Enforcement Trends in Eu Competition Law
October 9, 2014
During the last ten years, competition law enforcers in Europe have been busy “waging a war on cartels,” as former Competition Commissioner Neelie Kroes put it in 2006. With one exception, the ten highest fines ever were imposed in the past decade. These developments have been the result of a deliberate strategy to strengthen enforcement.
A trend that has been less visible is focusing on practices other than traditional hard-core cartel behavior. Certain kinds of information exchanges between competitors were among the first of these new targeted practices. Gathering of market information can often be structured in ways that comply with antitrust concerns, but the Commission has fined companies where exchanges concerned future pricing or other strategic information.
Indirect communications are another area of recent focus. The line between normal business conduct and violation of antitrust laws is often difficult to draw.
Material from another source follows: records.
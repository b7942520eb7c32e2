//! Breach record types and preview formatting
//!
//! Records are parsed once from the search API and then shared read-only
//! between the preview paginator and the report generator.

mod format;
mod types;

pub use format::{
    field_label, format_breaches, format_breaches_within, format_record, PREVIEW_MISSING_DATE,
    TRUNCATED_MARKER,
};
pub use types::*;
#[derive(Debug, Clone, Copy, PartialEq, Eq)]
enum RowKind {
    Header,
    Body,
}

/// A row with every cell already wrapped
#[derive(Debug, Clone)]
struct Row {
    kind: RowKind,
    cells: Vec<Vec<Line>>,
    height: f32,
}

struct Fonts {
    header: IndirectFontRef,
    body: IndirectFontRef,
    bold: IndirectFontRef,
}

impl Fonts {
    fn for_face(&self, face: Face) -> &IndirectFontRef {
        match face {
            Face::Header => &self.header,
            Face::Body => &self.body,
            Face::Bold => &self.bold,
        }
    }
}

/// Renders the report document from a CSV file
#[derive(Debug, Default)]
pub struct DocumentRenderer;

impl DocumentRenderer {
    pub fn new() -> Self {
        Self
    }

    /// Read `csv_path` back and render it as PDF bytes
    pub fn render_csv(&self, csv_path: &Path, title: &str) -> Result<Vec<u8>> {
        let table = read_table(csv_path)?;
        let columns = column_layout(&table.headers, USABLE_WIDTH);
        let (header, rows) = layout_table(&table, &columns);
        let pages = paginate(header.height, &rows, USABLE_HEIGHT);
        draw(title, &columns, &header, &rows, &pages)
    }
}

fn draw(
    title: &str,
    columns: &[Column],
    header: &Row,
    rows: &[Row],
    pages: &[Vec<usize>],
) -> Result<Vec<u8>> {
    let (doc, first_page, first_layer) =
        PdfDocument::new(title, mm(PAGE_WIDTH), mm(PAGE_HEIGHT), "Table");
    let fonts = Fonts {
        header: doc.add_builtin_font(BuiltinFont::HelveticaBold)?,
        body: doc.add_builtin_font(BuiltinFont::TimesRoman)?,
        bold: doc.add_builtin_font(BuiltinFont::TimesBold)?,
    };

    for (index, page_rows) in pages.iter().enumerate() {
        let layer = if index == 0 {
            doc.get_page(first_page).get_layer(first_layer)
        } else {
            let (page, layer) = doc.add_page(mm(PAGE_WIDTH), mm(PAGE_HEIGHT), "Table");
            doc.get_page(page).get_layer(layer)
        };

        layer.set_fill_color(black());
        layer.use_text(
            printable(&format!("{} - page {} of {}", title, index + 1, pages.len())),
            CAPTION_SIZE,
            mm(MARGIN),
            mm(PAGE_HEIGHT - MARGIN + CAPTION_SIZE),
            &fonts.body,
        );

        let mut top = PAGE_HEIGHT - MARGIN;
        top = draw_row(&layer, &fonts, columns, header, top);
        for &row in page_rows {
            top = draw_row(&layer, &fonts, columns, &rows[row], top);
        }
    }

    Ok(doc.save_to_bytes()?)
}

/// Draw one row below `top`; returns the new top
fn draw_row(
    layer: &PdfLayerReference,
    fonts: &Fonts,
    columns: &[Column],
    row: &Row,
    top: f32,
) -> f32 {
    let (background, text_color) = match row.kind {
        RowKind::Header => (rgb(0.5, 0.5, 0.5), rgb(0.96, 0.96, 0.96)),
        RowKind::Body => (rgb(0.96, 0.96, 0.86), black()),
    };
    let bottom = top - row.height;

    let mut left = MARGIN;
    for (column, lines) in columns.iter().zip(&row.cells) {
        layer.set_fill_color(background.clone());
        layer.set_outline_color(black());
        layer.set_outline_thickness(1.0);
        layer.add_rect(
            Rect::new(mm(left), mm(bottom), mm(left + column.width), mm(top))
                .with_mode(PaintMode::FillStroke),
        );

        layer.set_fill_color(text_color.clone());
        for (n, line) in lines.iter().enumerate() {
            let baseline = top - CELL_PADDING - FONT_SIZE - n as f32 * LEADING;
            layer.use_text(
                line.text.clone(),
                FONT_SIZE,
                mm(left + CELL_PADDING),
                mm(baseline),
                fonts.for_face(line.face),
            );
        }
        left += column.width;
    }
    bottom
}

/// Wrap the header and every body row to the column widths
fn layout_table(table: &Table, columns: &[Column]) -> (Row, Vec<Row>) {
    let header_cells = columns
        .iter()
        .map(|column| wrap_lines(&column.name, column.width, Face::Header))
        .collect();
    let header = row(RowKind::Header, header_cells, usize::MAX);

    let max_lines = ((USABLE_HEIGHT - header.height - 2.0 * CELL_PADDING) / LEADING).floor() as usize;
    let source_index = table.headers.iter().position(|h| h == SOURCE_COLUMN);

    let rows = table
        .rows
        .iter()
        .map(|values| {
            let cells = values
                .iter()
                .zip(columns)
                .enumerate()
                .map(|(i, (value, column))| {
                    let cell = if Some(i) == source_index {
                        source_cell(value)
                    } else {
                        Cell::Text(value.clone())
                    };
                    cell_lines(&cell, column.width)
                })
                .collect();
            row(RowKind::Body, cells, max_lines)
        })
        .collect();

    (header, rows)
}

fn row(kind: RowKind, mut cells: Vec<Vec<Line>>, max_lines: usize) -> Row {
    for lines in cells.iter_mut() {
        clamp_lines(lines, max_lines.max(1));
    }
    let tallest = cells.iter().map(Vec::len).max().unwrap_or(1).max(1);
    let padding = match kind {
        RowKind::Header => CELL_PADDING + HEADER_BOTTOM_PADDING,
        RowKind::Body => 2.0 * CELL_PADDING,
    };
    Row {
        kind,
        cells,
        height: tallest as f32 * LEADING + padding,
    }
}

/// Cut a cell that would not fit on one page, marking the cut
fn clamp_lines(lines: &mut Vec<Line>, max_lines: usize) {
    if lines.len() > max_lines {
        lines.truncate(max_lines);
        if let Some(last) = lines.last_mut() {
            last.text.push_str("...");
        }
    }
}

/// Two-part source cell, or the raw text when it does not parse
fn source_cell(value: &str) -> Cell {
    match parse_source_cell(value) {
        Some((name, date)) => Cell::Source {
            name: name.to_string(),
            date: date.to_string(),
        },
        None => Cell::Text(value.to_string()),
    }
}

/// Source names are set in bold above their date
fn cell_lines(cell: &Cell, width: f32) -> Vec<Line> {
    match cell {
        Cell::Text(text) => wrap_lines(text, width, Face::Body),
        Cell::Source { name, date } => {
            let mut lines = wrap_lines(name, width, Face::Bold);
            lines.extend(wrap_lines(date, width, Face::Body));
            lines
        }
    }
}

fn wrap_lines(text: &str, width: f32, face: Face) -> Vec<Line> {
    wrap(&printable(text), chars_per_line(width))
        .into_iter()
        .map(|text| Line { text, face })
        .collect()
}

fn chars_per_line(width: f32) -> usize {
    (((width - 2.0 * CELL_PADDING) / (FONT_SIZE * CHAR_WIDTH_EM)).floor() as usize).max(1)
}

/// Word wrap to `max_chars` per line; words longer than a line are split.
/// Always yields at least one line.
fn wrap(text: &str, max_chars: usize) -> Vec<String> {
    let max_chars = max_chars.max(1);
    let mut lines = Vec::new();

    for paragraph in text.split('\n') {
        let mut line = String::new();
        let mut len = 0;
        for word in paragraph.split_whitespace() {
            let word_len = word.chars().count();
            if len > 0 && len + 1 + word_len > max_chars {
                lines.push(std::mem::take(&mut line));
                len = 0;
            }
            if word_len > max_chars {
                for ch in word.chars() {
                    if len == max_chars {
                        lines.push(std::mem::take(&mut line));
                        len = 0;
                    }
                    line.push(ch);
                    len += 1;
                }
                continue;
            }
            if len > 0 {
                line.push(' ');
                len += 1;
            }
            line.push_str(word);
            len += word_len;
        }
        lines.push(line);
    }

    lines
}

/// Builtin fonts only cover Latin-1
fn printable(text: &str) -> String {
    text.chars()
        .map(|c| match c {
            '\t' => ' ',
            c if c == '\n' || (' '..='~').contains(&c) || ('\u{a0}'..='\u{ff}').contains(&c) => c,
            _ => '?',
        })
        .collect()
}

/// Group rows into pages below a repeated header; every page holds at least
/// one row and an empty table still gets one page
fn paginate(header_height: f32, rows: &[Row], available: f32) -> Vec<Vec<usize>> {
    let mut pages = vec![Vec::new()];
    let mut remaining = available - header_height;

    for (index, row) in rows.iter().enumerate() {
        let current = pages.len() - 1;
        if row.height > remaining && !pages[current].is_empty() {
            pages.push(Vec::new());
            remaining = available - header_height;
        }
        let current = pages.len() - 1;
        pages[current].push(index);
        remaining -= row.height;
    }

    pages
}

/// Proportional widths for `headers`, normalized to `total_width`
fn column_layout(headers: &[String], total_width: f32) -> Vec<Column> {
    let weights: Vec<f32> = headers
        .iter()
        .map(|h| {
            COLUMN_WIDTHS
                .iter()
                .find(|(name, _)| name == h)
                .map(|(_, w)| *w)
                .unwrap_or(OTHER_COLUMN_WIDTH)
        })
        .collect();
    let total: f32 = weights.iter().sum();

    headers
        .iter()
        .zip(weights)
        .map(|(name, weight)| Column {
            name: name.clone(),
            width: if total > 0.0 { weight / total * total_width } else { 0.0 },
        })
        .collect()
}

fn mm(points: f32) -> Mm {
    Mm(points * 25.4 / 72.0)
}

fn rgb(r: f32, g: f32, b: f32) -> Color {
    Color::Rgb(Rgb::new(r, g, b, None))
}

fn black() -> Color {
    rgb(0.0, 0.0, 0.0)
}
Discussions with customers or suppliers can lead to exposure if the received information is passed on to competitors, for example. Such cases have led to significant fines in a number of European jurisdictions.
Price announcements are becoming another area of intense enforcement. European regulators are assessing how and why companies communicate prices. Are they speaking to customers in order to promote their offering? Or are they essentially aiming to tell competitors that the market is ripe for a price increase? Shipping companies, Dutch telecommunication providers and UK cement companies currently are under investigation in this regard.